EXERCISE DETAILS — Copy all lines in the data that contain the string "Debug".

● ● ●

//! Signing identities and certificate classes

use serde::Serialize;
use std::fmt;

/// Certificate classes issued for macOS distribution
#[derive(Debug, Clone, Copy, PartialEq, Eq, Hash, Serialize)]
pub enum CertificateClass {
    /// Direct distribution, application signing
    DeveloperIdApplication,
    /// Direct distribution, installer signing
    DeveloperIdInstaller,
    /// Mac App Store, application signing
    MacDeveloperApplication,
    /// Mac App Store, installer signing
    MacDeveloperInstaller,
}

/// Prefixes the platform applies to identity names of each class
pub const RESERVED_PREFIXES: [&str; 4] = [
    "Developer ID Application:",
    "3rd Party Mac Developer Application:",
    "Developer ID Installer:",
    "3rd Party Mac Developer Installer:",
];

impl CertificateClass {
    pub const ALL: [CertificateClass; 4] = [
        Self::DeveloperIdApplication,
        Self::MacDeveloperApplication,
        Self::DeveloperIdInstaller,
        Self::MacDeveloperInstaller,
    ];

    pub fn as_str(&self) -> &'static str {
        match self {
            Self::DeveloperIdApplication => "Developer ID Application",
            Self::DeveloperIdInstaller => "Developer ID Installer",
            Self::MacDeveloperApplication => "3rd Party Mac Developer Application",
            Self::MacDeveloperInstaller => "3rd Party Mac Developer Installer",
        }
    }

    /// Application-signing class for the given variant
    pub fn application(mas: bool) -> Self {
        if mas {
            Self::MacDeveloperApplication
        } else {
            Self::DeveloperIdApplication
        }
    }

    /// Full identity name for a short name, e.g. `Developer ID Application: Acme`
    pub fn qualify(&self, name: &str) -> String {
        format!("{}: {}", self.as_str(), name)
    }

    /// Class of a full identity name, if it carries a known prefix
    pub fn of_identity_name(name: &str) -> Option<Self> {
        Self::ALL
            .into_iter()
            .find(|class| name.starts_with(&format!("{}:", class.as_str())))
    }
}

impl fmt::Display for CertificateClass {
    fn fmt(&self, f: &mut fmt::Formatter<'_>) -> fmt::Result {
        f.write_str(self.as_str())
    }
}

/// A code signing identity reported by the keychain
#[derive(Debug, Clone, PartialEq, Eq, Serialize)]
pub struct SigningIdentity {
    /// SHA-1 fingerprint
    pub fingerprint: String,

    /// Full identity name
    pub name: String,

    /// Certificate class, when the name carries a known prefix
    pub class: Option<CertificateClass>,

    /// Team ID (trailing parenthesized part of the name)
    pub team_id: Option<String>,
}

impl SigningIdentity {
    /// Parse one line of `security find-identity` output.
    ///
    /// Format: `  1) FINGERPRINT "Name"`, optionally followed by a status.
    pub fn parse_line(line: &str) -> Option<Self> {
        let line = line.trim();
        if !line.starts_with(|c: char| c.is_ascii_digit()) {
            return None;
        }

        let (_, rest) = line.split_once(") ")?;
        let rest = rest.trim_start();
        let (fingerprint, rest) = rest.split_once(' ')?;

        let name_start = rest.find('"')?;
        let name_end = rest[name_start + 1..].find('"')? + name_start + 1;
        let name = rest[name_start + 1..name_end].to_string();

        // Expired or revoked identities are flagged after the name
        if rest[name_end + 1..].contains("CSSMERR_") {
            return None;
        }

        let team_id = match (name.rfind('('), name.rfind(')')) {
            (Some(start), Some(end)) if start < end => Some(name[start + 1..end].to_string()),
            _ => None,
        };

        Some(Self {
            fingerprint: fingerprint.to_string(),
            class: CertificateClass::of_identity_name(&name),
            name,
            team_id,
        })
    }

    /// Parse full `security find-identity` output, keeping listing order
    pub fn parse_listing(output: &str) -> Vec<Self> {
        let mut identities: Vec<Self> = Vec::new();
        for identity in output.lines().filter_map(Self::parse_line) {
            // The valid-identities section can repeat entries from the policy section
            if !identities.iter().any(|i| i.fingerprint == identity.fingerprint) {
                identities.push(identity);
            }
        }
        identities
    }
}

#[cfg(test)]
mod tests {
    use super::*;

    const LISTING: &str = r#"Policy: Code Signing
  Matching identities
  1) 5E4B1E2B3C4D5E6F708192A3B4C5D6E7F8091A2B "Developer ID Application: Acme Corp (TEAM123456)"
  2) 0A1B2C3D4E5F60718293A4B5C6D7E8F901234567 "3rd Party Mac Developer Application: Acme Corp (TEAM123456)"
  3) 1111111111111111111111111111111111111111 "Developer ID Application: Old Corp (OLD1234567)" (CSSMERR_TP_CERT_EXPIRED)
     3 identities found

  Valid identities only
  1) 5E4B1E2B3C4D5E6F708192A3B4C5D6E7F8091A2B "Developer ID Application: Acme Corp (TEAM123456)"
  2) 0A1B2C3D4E5F60718293A4B5C6D7E8F901234567 "3rd Party Mac Developer Application: Acme Corp (TEAM123456)"
     2 valid identities found
"#;

    #[test]
    fn test_parse_identity_line() {
        let line = r#"  1) ABC123DEF456 "Developer ID Application: My Company (TEAMID123)""#;
        let id = SigningIdentity::parse_line(line).unwrap();

        assert_eq!(id.fingerprint, "ABC123DEF456");
        assert_eq!(id.name, "Developer ID Application: My Company (TEAMID123)");
        assert_eq!(id.class, Some(CertificateClass::DeveloperIdApplication));
        assert_eq!(id.team_id.as_deref(), Some("TEAMID123"));
    }

    #[test]
    fn test_parse_skips_non_identity_lines() {
        assert!(SigningIdentity::parse_line("Policy: Code Signing").is_none());
        assert!(SigningIdentity::parse_line("     2 valid identities found").is_none());
    }

    #[test]
    fn test_parse_listing_dedupes_and_drops_invalid() {
        let identities = SigningIdentity::parse_listing(LISTING);
        assert_eq!(identities.len(), 2);
        assert_eq!(
            identities[1].class,
            Some(CertificateClass::MacDeveloperApplication)
        );
    }

    #[test]
    fn test_qualify_and_prefixes() {
        let class = CertificateClass::MacDeveloperInstaller;
        assert_eq!(class.qualify("Acme"), "3rd Party Mac Developer Installer: Acme");
        for class in CertificateClass::ALL {
            assert!(RESERVED_PREFIXES.contains(&format!("{}:", class.as_str()).as_str()));
        }
        assert_eq!(
            CertificateClass::application(true),
            CertificateClass::MacDeveloperApplication
        );
    }
}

● ● ●

EXPECTED ANSWER —
#[derive(Debug, Clone, Copy, PartialEq, Eq, Hash, Serialize)]
#[derive(Debug, Clone, PartialEq, Eq, Serialize)]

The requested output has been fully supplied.